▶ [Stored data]
##############################

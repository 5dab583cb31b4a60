//! Row-to-document transformation

use super::kind::EntityKind;
use crate::error::Result;
use crate::search::WriteAction;

/// Reshape one batch of denormalized rows into write actions
///
/// Pure: one row becomes exactly one action, order preserved, no I/O. The
/// document body is the row's serialized form under the index's field
/// names; the document id is the entity uuid.
pub fn transform<K: EntityKind>(rows: Vec<K::Row>) -> Result<Vec<WriteAction>> {
    rows.into_iter()
        .map(|row| {
            Ok(WriteAction {
                index: K::INDEX,
                id: K::document_id(&row).to_string(),
                body: serde_json::to_value(&row)?,
            })
        })
        .collect()
}

#[cfg(test)]
mod tests {
    use super::*;
    use crate::etl::genre::{Genre, GenreRow};

    fn genre_row(id: &str, name: &str) -> GenreRow {
        GenreRow {
            id: id.parse().unwrap(),
            name: name.to_string(),
        }
    }

    #[test]
    fn test_one_row_one_action_in_order() {
        let rows = vec![
            genre_row("aaaaaaaa-aaaa-aaaa-aaaa-aaaaaaaaaaaa", "Drama"),
            genre_row("bbbbbbbb-bbbb-bbbb-bbbb-bbbbbbbbbbbb", "Comedy"),
        ];

        let actions = transform::<Genre>(rows).unwrap();

        assert_eq!(actions.len(), 2);
        assert_eq!(actions[0].index, "genre");
        assert_eq!(actions[0].id, "aaaaaaaa-aaaa-aaaa-aaaa-aaaaaaaaaaaa");
        assert_eq!(actions[1].id, "bbbbbbbb-bbbb-bbbb-bbbb-bbbbbbbbbbbb");
        assert_eq!(actions[1].body["name"], "Comedy");
    }

    #[test]
    fn test_updated_genre_scenario() {
        // A genre updated after the watermark must come out as an upsert
        // of {uuid, name} addressed to the genre index by its id.
        let rows = vec![genre_row("cccccccc-cccc-cccc-cccc-cccccccccccc", "Drama")];

        let actions = transform::<Genre>(rows).unwrap();

        assert_eq!(actions.len(), 1);
        assert_eq!(actions[0].index, "genre");
        assert_eq!(actions[0].id, "cccccccc-cccc-cccc-cccc-cccccccccccc");
        assert_eq!(
            actions[0].body,
            serde_json::json!({
                "uuid": "cccccccc-cccc-cccc-cccc-cccccccccccc",
                "name": "Drama"
            })
        );
    }

    #[test]
    fn test_empty_batch_is_empty() {
        let actions = transform::<Genre>(Vec::new()).unwrap();
        assert!(actions.is_empty());
    }
}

##############################

▶ [PROBLEM DETAILS] Go over the data above and copy every line that has the word "Comedy" in it.

▶ [YOUR SOLUTION]
            genre_row("bbbbbbbb-bbbb-bbbb-bbbb-bbbbbbbbbbbb", "Comedy"),
        assert_eq!(actions[1].body["name"], "Comedy");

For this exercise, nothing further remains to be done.